February 2019

February 28, 2019

「渡り鳥」、「寅さん」、もうすぐ「徘徊老人」?

男鹿半島 東北を旅行中の友人からLINEメッセージ(?)をもらいました。伊賀上野(伊賀市)に住む友人(大学時代、同じゼミ)が共通の友人で、彼らは京都で同じ下宿に居た間柄の由。毎年上野天神祭り(10月最後の土・日曜日)に合わせて友人宅で催される同窓会(?)に途中から私が参加させてもらうようになり、今やこの同窓会は、場を提供してもらっている友人宅には大変ご迷惑をおかけしているのですが…、参加者の年中行事となっています。そこで知り合ったのが彼で、同じ大学でしたが、在学中は互いに知る由もありませんでした。出身は新潟、もっと近い東京にいくらでも大学があったはずなのですが…、ワンダーフォーゲルに4年間を費やし、卒業後は将来故郷に帰るべく、東京の企業に就職したそうです。

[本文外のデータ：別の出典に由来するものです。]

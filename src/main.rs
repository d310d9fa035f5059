//! AI News Agent - HTTP Server Entry Point
//!
//! Starts the HTTP server that exposes the chat and news API.

use ai_news_agent::{api, config::Config};
use tracing::{info, warn};
use tracing_subscriber::{layer::SubscriberExt, util::SubscriberInitExt};

#[tokio::main]
async fn main() -> anyhow::Result<()> {
    // Initialize logging
    tracing_subscriber::registry()
        .with(
            tracing_subscriber::EnvFilter::try_from_default_env()
                .unwrap_or_else(|_| "ai_news_agent=debug,tower_http=debug".into()),
        )
        .with(tracing_subscriber::fmt::layer())
        .init();

    // Load configuration
    let config = Config::from_env()?;
    info!("Loaded configuration: model={}", config.model);

    if config.api_key.is_none() {
        warn!("GEMINI_API_KEY not set; agent calls will fail until it is provided");
    }

    // Start HTTP server
    let addr = format!("{}:{}", config.host, config.port);
    info!("Starting server on {}", addr);

    api::serve(config).await?;

    Ok(())
}
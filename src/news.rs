//! Best-effort news extraction from free-text agent replies.
//!
//! The agent is asked for "a list of recent news items" but is not required
//! to honor any format, so this is a presentation heuristic rather than a
//! parser: bullet lines start items, following lines become the summary. It
//! is a pure function of the reply text, kept out of the HTTP layer so a
//! stricter parser could replace it without touching the endpoints.

use serde::{Deserialize, Serialize};

/// Line prefixes that start a new item.
const BULLET_MARKERS: [char; 3] = ['•', '-', '*'];

/// Fallback summaries are capped at this many characters.
const MAX_FALLBACK_SUMMARY: usize = 500;

/// Source label attached to synthesized fallback items.
const SYNTHETIC_SOURCE: &str = "AI News Agent";

/// One extracted news item. Derived and lossy: items have no stable identity
/// across calls and no deduplication.
#[derive(Debug, Clone, PartialEq, Eq, Serialize, Deserialize)]
pub struct NewsItem {
    pub title: String,
    pub summary: String,
    #[serde(skip_serializing_if = "Option::is_none")]
    pub source: Option<String>,
    #[serde(skip_serializing_if = "Option::is_none")]
    pub url: Option<String>,
    #[serde(skip_serializing_if = "Option::is_none")]
    pub published_date: Option<String>,
}

impl NewsItem {
    fn bullet(title: String, summary: String) -> Self {
        Self {
            title,
            summary,
            source: None,
            url: None,
            published_date: None,
        }
    }
}

/// Split a raw agent reply into an ordered list of news items.
///
/// A line starting with a bullet marker opens a new item whose title is the
/// rest of that line; subsequent non-bullet lines are space-joined into its
/// summary until the next bullet or end of text. Replies without any bullet
/// (including empty replies) synthesize exactly one item from the whole
/// text, truncated with an ellipsis when it exceeds the cap.
///
/// Deterministic: the same text always produces the same list.
pub fn parse_news_items(text: &str) -> Vec<NewsItem> {
    let mut items = Vec::new();
    let mut current: Option<(String, String)> = None;

    for line in text.lines() {
        let line = line.trim();
        if let Some(title) = strip_bullet(line) {
            if let Some((title, summary)) = current.take() {
                items.push(NewsItem::bullet(title, summary.trim().to_string()));
            }
            current = Some((title.to_string(), String::new()));
        } else if let Some((_, summary)) = current.as_mut() {
            if !line.is_empty() {
                summary.push(' ');
                summary.push_str(line);
            }
        }
    }

    if let Some((title, summary)) = current.take() {
        items.push(NewsItem::bullet(title, summary.trim().to_string()));
    }

    if items.is_empty() {
        items.push(NewsItem {
            title: "AI News Update".to_string(),
            summary: truncate_with_ellipsis(text, MAX_FALLBACK_SUMMARY),
            source: Some(SYNTHETIC_SOURCE.to_string()),
            url: None,
            published_date: None,
        });
    }

    items
}

fn strip_bullet(line: &str) -> Option<&str> {
    let mut chars = line.chars();
    match chars.next() {
        Some(c) if BULLET_MARKERS.contains(&c) => Some(chars.as_str().trim()),
        _ => None,
    }
}

/// Truncate to at most `max` characters, appending an ellipsis marker when
/// anything was cut. Counts chars, not bytes, so multi-byte text is safe.
fn truncate_with_ellipsis(text: &str, max: usize) -> String {
    match text.char_indices().nth(max) {
        Some((idx, _)) => format!("{}...", &text[..idx]),
        None => text.to_string(),
    }
}

#[cfg(test)]
mod tests {
    use super::*;

    #[test]
    fn splits_on_bullets() {
        let items = parse_news_items("- Item A\nDetail A\n- Item B\nDetail B");
        assert_eq!(items.len(), 2);
        assert_eq!(items[0].title, "Item A");
        assert!(items[0].summary.contains("Detail A"));
        assert_eq!(items[1].title, "Item B");
        assert!(items[1].summary.contains("Detail B"));
    }

    #[test]
    fn accepts_all_bullet_markers() {
        let items = parse_news_items("• Dot item\n* Star item\n- Dash item");
        let titles: Vec<_> = items.iter().map(|i| i.title.as_str()).collect();
        assert_eq!(titles, ["Dot item", "Star item", "Dash item"]);
    }

    #[test]
    fn multi_line_summary_is_space_joined() {
        let items = parse_news_items("- Headline\nfirst part\nsecond part");
        assert_eq!(items.len(), 1);
        assert_eq!(items[0].summary, "first part second part");
    }

    #[test]
    fn no_bullets_yields_single_fallback() {
        let items = parse_news_items("Nothing noteworthy happened today.");
        assert_eq!(items.len(), 1);
        assert_eq!(items[0].title, "AI News Update");
        assert_eq!(items[0].summary, "Nothing noteworthy happened today.");
        assert_eq!(items[0].source.as_deref(), Some("AI News Agent"));
    }

    #[test]
    fn empty_reply_yields_generic_fallback() {
        let items = parse_news_items("");
        assert_eq!(items.len(), 1);
        assert_eq!(items[0].title, "AI News Update");
        assert_eq!(items[0].summary, "");
    }

    #[test]
    fn long_fallback_is_truncated_with_ellipsis() {
        let text = "x".repeat(600);
        let items = parse_news_items(&text);
        assert_eq!(items.len(), 1);
        assert_eq!(items[0].summary.chars().count(), 503);
        assert!(items[0].summary.ends_with("..."));
    }

    #[test]
    fn short_fallback_is_not_truncated() {
        let text = "y".repeat(500);
        let items = parse_news_items(&text);
        assert_eq!(items[0].summary, text);
        assert!(!items[0].summary.ends_with("..."));
    }

    #[test]
    fn truncation_respects_char_boundaries() {
        let text = "é".repeat(600);
        let items = parse_news_items(&text);
        assert!(items[0].summary.ends_with("..."));
        assert_eq!(items[0].summary.chars().count(), 503);
    }

    #[test]
    fn parsing_is_deterministic() {
        let text = "- One\ndetail\n\n- Two\nmore detail";
        assert_eq!(parse_news_items(text), parse_news_items(text));
    }

    #[test]
    fn bullet_items_carry_no_source() {
        let items = parse_news_items("- Headline\nDetail");
        assert_eq!(items[0].source, None);
        assert_eq!(items[0].url, None);
    }
}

 私が上野天神祭り同窓会に初めて参加したのが2012年10月、6年前。何処の祭り上野天神祭_2も、それを担う若者が都会へ出て行ってしまい、山車を引く人すらも満足に集まらない状況は上野天神祭りも同じです。家族を小田原(南足柄)に残し、世話をするために彼は新潟で両親と同居、新潟からはるばる車でこの同窓会に参加するだけでなく、上野天神祭りにも山車を引いて参加。今や、『越乃寒梅』を土産に、山車を引き、地元の住民からも大いに当てにされる存在となっています。

軽四4WD_1 去年10月の同窓会の帰りに、彼の車に同乗させてもらったのですが、お父さんは亡くなり、お母さんは新潟に住む彼の妹さんに任せて…、彼は小田原(南足柄)に帰ってきたそうです。長年の両親の世話、新潟と小田原の二重生活から解放されたからか、『ワンダーフォーゲル(=Wandervogel ドイツ語で「渡り鳥」の意)』になりきることを宣言、軽四の4WDワゴンを購入、日本各地を訪ね、夏は登山、冬は見知らぬ土地を訪ねる。もちろん車中泊、地元の温泉・銭湯に浸かり、地元の食事と地酒…、と私には出来そうもない夢を語ります。以前は、月の終わりの10日間だけでしたが、今は逆、10日間が在宅で、20日間は「渡り鳥」の由。あるいは「寅さん」、悪く言えば「徘徊老人」…。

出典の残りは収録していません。